À la frontière du temps

Frédérique Paumier-Moch, 7 janvier 2008
Espace 2.13 pm
À la frontière du temps

La représentation de la mesure du temps dans l’espace est une grande constante de l’art : Poussin s’est appuyé sur les saisons, les peintres du XVIIIe siècle ont usé de vanités, les primitifs ont disposé les scènes bibliques des prédelles en ordre chronologique.

La façon dont Anne Guillotel aborde le rapport espace-temps est tout autre. Elle n’utilise ni les références calendaires de Poussin, ni les attributs des vanités, ni le déroulé linéaire des primitifs. Sa peinture distille un sentiment étrange, inhabituel, intrigant en raison de l’ambition de son projet : rapprocher l’espace et le temps, les faire UN dans la matière. Fiction, recherche spatio-temporelle, chaque tableau concentre l’unité dans le tout, l’espace dans le temps, le temps dans l’espace.

Réfléchie, cérébrale, proche de la métaphysique, la peinture d’Anne Guillotel fait référence aux notions fondamentales de la pensée et de l’évolution de l’être humain. L’impact du temps et de l’espace y est transcrit de manière quasi scientifique sous une forme totalement poétique. Servies par une facture épurée, un touché lisse, des emplacements calculés au millimètre près, ses représentations visent à concentrer l’instant. Cet homme étendu l’est à un instant T : avant, que s’est-il passé ? Après, que se passera-t-il ? Libre à nous d’imaginer le champ des possibles.
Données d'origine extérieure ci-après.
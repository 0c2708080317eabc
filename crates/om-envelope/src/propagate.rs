//! Stepwise second-moment propagation with an optional space-charge fixed point.

use om_beamline::Beamline;
use om_elements::{Element, ReferenceParticle, space_charge_kick_matrix};
use om_linalg::{Plane, RMatrix, SymMatrix};
use tracing::{debug, info, warn};

use crate::config::{MomentsConfig, SpaceChargeConfig};
use crate::error::{EnvelopeError, EnvelopeResult};

/// Beam sizes and emittances at one element boundary.
#[derive(Clone, Copy, Debug, PartialEq)]
pub struct EnvelopePoint {
    pub s: f64,
    pub sigma_x: f64,
    pub sigma_y: f64,
    pub sigma_z: f64,
    pub emittance_x: f64,
    pub emittance_y: f64,
    pub emittance_z: f64,
}

impl EnvelopePoint {
    fn from_sigma(s: f64, sigma: &SymMatrix) -> Self {
        Self {
            s,
            sigma_x: sigma.rms_size(Plane::X),
            sigma_y: sigma.rms_size(Plane::Y),
            sigma_z: sigma.rms_size(Plane::Z),
            emittance_x: sigma.plane_emittance(Plane::X),
            emittance_y: sigma.plane_emittance(Plane::Y),
            emittance_z: sigma.plane_emittance(Plane::Z),
        }
    }
}

/// Result of a moments propagation.
#[derive(Clone, Debug)]
pub struct MomentsSolution {
    /// Σ at every element boundary (N + 1 values, first is the input)
    pub sigmas: Vec<SymMatrix>,
    pub envelope: Vec<EnvelopePoint>,
    pub space_charge: bool,
    /// Fixed-point iterations after the space-charge-free seed
    pub iterations: usize,
    /// Max relative rms-size change of the last iteration
    pub residual: f64,
}

impl MomentsSolution {
    pub fn final_sigma(&self) -> Option<&SymMatrix> {
        self.sigmas.last()
    }

    pub fn max_size(&self, plane: Plane) -> f64 {
        self.sigmas
            .iter()
            .map(|s| s.rms_size(plane))
            .fold(0.0, f64::max)
    }
}

/// Progress notifications from the space-charge loop.
#[derive(Clone, Debug)]
pub enum MomentsProgressEvent {
    /// The space-charge-free envelope is available.
    Baseline,
    Iteration { iteration: usize, residual: f64 },
    Converged { iterations: usize, residual: f64 },
}

/// Propagate `initial` through the beamline.
///
/// Without space charge this is a single pass of Σ' = M Σ Mᵀ per element.
pub fn propagate_moments(
    beamline: &Beamline,
    initial: &SymMatrix,
    config: &MomentsConfig,
) -> EnvelopeResult<MomentsSolution> {
    propagate_with_progress(beamline, initial, config, &mut |_| {})
}

pub fn propagate_with_progress(
    beamline: &Beamline,
    initial: &SymMatrix,
    config: &MomentsConfig,
    progress: &mut dyn FnMut(MomentsProgressEvent),
) -> EnvelopeResult<MomentsSolution> {
    if !initial.is_finite() {
        return Err(EnvelopeError::invalid("initial sigma matrix is not finite"));
    }
    initial.validate_covariance()?;

    let positions = beamline.positions();
    let Some(sc) = config.space_charge.as_ref() else {
        let sigmas = linear_pass(beamline, initial)?;
        progress(MomentsProgressEvent::Baseline);
        return Ok(solution(&positions, sigmas, false, 0, 0.0));
    };
    sc.validate()?;

    let plan = SlicePlan::build(beamline, sc)?;
    let mut sizes = Vec::with_capacity(plan.kick_count());
    plan.sweep(initial, None, &mut sizes)?;
    progress(MomentsProgressEvent::Baseline);
    debug!(kicks = sizes.len(), "space-charge seed envelope");

    let mut residual = f64::INFINITY;
    for iteration in 1..=sc.max_iterations {
        if config.is_cancelled() {
            return Err(EnvelopeError::Cancelled {
                iterations: iteration - 1,
            });
        }
        let mut next = Vec::with_capacity(sizes.len());
        let sigmas = plan.sweep(initial, Some(&sizes), &mut next)?;
        residual = max_relative_change(&sizes, &next);
        debug!(iteration, residual, "space-charge iteration");
        progress(MomentsProgressEvent::Iteration {
            iteration,
            residual,
        });
        sizes = next;
        if residual < sc.tolerance {
            info!(iterations = iteration, residual, "space-charge envelope converged");
            progress(MomentsProgressEvent::Converged {
                iterations: iteration,
                residual,
            });
            return Ok(solution(&positions, sigmas, true, iteration, residual));
        }
    }

    warn!(
        iterations = sc.max_iterations,
        residual, "space-charge envelope did not converge"
    );
    Err(EnvelopeError::ConvergenceFailure {
        iterations: sc.max_iterations,
        residual,
    })
}

fn solution(
    positions: &[f64],
    sigmas: Vec<SymMatrix>,
    space_charge: bool,
    iterations: usize,
    residual: f64,
) -> MomentsSolution {
    let envelope = positions
        .iter()
        .zip(&sigmas)
        .map(|(s, sigma)| EnvelopePoint::from_sigma(*s, sigma))
        .collect();
    MomentsSolution {
        sigmas,
        envelope,
        space_charge,
        iterations,
        residual,
    }
}

/// Angular variance added by a scatterer.
fn scattering(element: &Element, reference: &ReferenceParticle) -> Option<SymMatrix> {
    let theta = element.scattering_angle(reference);
    if theta == 0.0 {
        return None;
    }
    let theta2 = theta * theta;
    let mut diffusion = SymMatrix::zeros();
    diffusion.set(1, 1, theta2);
    diffusion.set(3, 3, theta2);
    Some(diffusion)
}

fn check_finite(sigma: &SymMatrix, index: usize) -> EnvelopeResult<()> {
    if sigma.is_finite() {
        Ok(())
    } else {
        Err(EnvelopeError::NonFinite { index })
    }
}

fn linear_pass(beamline: &Beamline, initial: &SymMatrix) -> EnvelopeResult<Vec<SymMatrix>> {
    let refs = beamline.references()?;
    let matrices = beamline.element_matrices()?;
    let mut out = Vec::with_capacity(matrices.len() + 1);
    let mut sigma = *initial;
    out.push(sigma);
    for (index, (element, m)) in beamline.elements().iter().zip(&matrices).enumerate() {
        sigma = sigma.transform(m);
        if let Some(diffusion) = scattering(element, &refs[index]) {
            sigma = sigma.add(&diffusion);
        }
        check_finite(&sigma, index)?;
        out.push(sigma);
    }
    Ok(out)
}

/// Half-slice, space-charge kick at the slice centre, half-slice.
struct KickSlice {
    first: RMatrix,
    second: RMatrix,
    ds: f64,
    perveance: f64,
}

enum Step {
    /// Element transported without kicks (thin or zero-length).
    Whole(RMatrix),
    Sliced(Vec<KickSlice>),
}

struct SlicePlan {
    steps: Vec<(Step, Option<SymMatrix>)>,
}

impl SlicePlan {
    /// Slice maps only depend on the lattice, so they are built once.
    fn build(beamline: &Beamline, sc: &SpaceChargeConfig) -> EnvelopeResult<Self> {
        let refs = beamline.references()?;
        let mut steps = Vec::with_capacity(beamline.len());
        for (index, element) in beamline.elements().iter().enumerate() {
            let reference = refs[index];
            let diffusion = scattering(element, &reference);
            let len = element.length_m();
            if len == 0.0 {
                let m = element
                    .transfer_matrix(&reference)
                    .map_err(|e| element_error(beamline, index, e))?;
                steps.push((Step::Whole(m), diffusion));
                continue;
            }
            let n = (len / sc.max_slice_length).ceil().max(1.0) as usize;
            let halves = element.split(2 * n);
            let mut slices = Vec::with_capacity(n);
            let mut r = reference;
            for pair in halves.chunks(2) {
                let [a, b] = pair else {
                    return Err(EnvelopeError::invalid("element split into an odd count"));
                };
                let first = a
                    .transfer_matrix(&r)
                    .map_err(|e| element_error(beamline, index, e))?;
                r = a
                    .reference_after(&r)
                    .map_err(|e| element_error(beamline, index, e))?;
                let perveance = r.perveance(sc.peak_current_a);
                let second = b
                    .transfer_matrix(&r)
                    .map_err(|e| element_error(beamline, index, e))?;
                r = b
                    .reference_after(&r)
                    .map_err(|e| element_error(beamline, index, e))?;
                slices.push(KickSlice {
                    first,
                    second,
                    ds: a.length_m() + b.length_m(),
                    perveance,
                });
            }
            steps.push((Step::Sliced(slices), diffusion));
        }
        Ok(Self { steps })
    }

    fn kick_count(&self) -> usize {
        self.steps
            .iter()
            .map(|(step, _)| match step {
                Step::Whole(_) => 0,
                Step::Sliced(slices) => slices.len(),
            })
            .sum()
    }

    /// One pass through the lattice.
    ///
    /// Kick strengths come from `previous` (sizes of the last iterate, one
    /// pair per kick); `None` transports without self-fields. The sizes seen
    /// at each kick location are appended to `sizes`.
    fn sweep(
        &self,
        initial: &SymMatrix,
        previous: Option<&[(f64, f64)]>,
        sizes: &mut Vec<(f64, f64)>,
    ) -> EnvelopeResult<Vec<SymMatrix>> {
        let mut out = Vec::with_capacity(self.steps.len() + 1);
        let mut sigma = *initial;
        out.push(sigma);
        let mut kick = 0;
        for (index, (step, diffusion)) in self.steps.iter().enumerate() {
            match step {
                Step::Whole(m) => sigma = sigma.transform(m),
                Step::Sliced(slices) => {
                    for slice in slices {
                        sigma = sigma.transform(&slice.first);
                        sizes.push((sigma.rms_size(Plane::X), sigma.rms_size(Plane::Y)));
                        if let Some(&(sx, sy)) = previous.and_then(|p| p.get(kick)) {
                            let k = space_charge_kick_matrix(sx, sy, slice.perveance, slice.ds);
                            sigma = sigma.transform(&k);
                        }
                        sigma = sigma.transform(&slice.second);
                        kick += 1;
                    }
                }
            }
            if let Some(d) = diffusion {
                sigma = sigma.add(d);
            }
            check_finite(&sigma, index)?;
            out.push(sigma);
        }
        Ok(out)
    }
}

fn element_error(
    beamline: &Beamline,
    index: usize,
    source: om_elements::ElementError,
) -> EnvelopeError {
    EnvelopeError::Beamline(om_beamline::BeamlineError::Element {
        index,
        name: beamline.elements()[index].name.clone(),
        source,
    })
}

/// Largest relative rms-size change over all kick locations.
fn max_relative_change(old: &[(f64, f64)], new: &[(f64, f64)]) -> f64 {
    let rel = |a: f64, b: f64| {
        if a > 0.0 {
            (b - a).abs() / a
        } else {
            (b - a).abs()
        }
    };
    old.iter()
        .zip(new)
        .map(|(&(ox, oy), &(nx, ny))| rel(ox, nx).max(rel(oy, ny)))
        .fold(0.0, f64::max)
}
Le choix des couleurs et de leurs rapports participent aussi de cette sensation d’exactitude. Les verts glaciers, les bleus profonds ou cristallins reflètent et captent la lumière. Une lumière d’ailleurs au-delà de la lumière, plus proche d’un rayonnement, d’une aura qui émane de chaque personnage, situation ou paysage. Cette sensation de la concentration du temps dans un espace défini provient d’ailleurs probablement d’elle, en conjugaison avec les lignes de composition structurant le tableau. De cet espace-temps-lumière défini s’échappe un sentiment d’infini, de plénitude, de voyage vers l’absolu. Bien qu’extrêmement stable et construite, la peinture d’Anne Guillotel nous donne le vertige et nous entraîne à la frontière du temps.